[Extracted records]
//! Aggregates module
pub mod product;
pub mod order;
pub mod cart;
pub mod message;

pub use product::{Product, ProductError};
pub use order::{CancelPolicy, CheckoutDetails, DeliveryMethod, LifecyclePolicy, MissingDeliveryDate, Order, OrderError, OrderLine, OrderParts, OrderStatus, PaymentMethod, ReturnWindow};
pub use cart::{Cart, CartLine, CartTotals};
pub use message::{AdminMessage, MessageKind, MessageStatus, SupportThread};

* _Assignment_: Return, from the data, each line where the string "product" occurs.

* _Solution_:
pub mod product;
pub use product::{Product, ProductError};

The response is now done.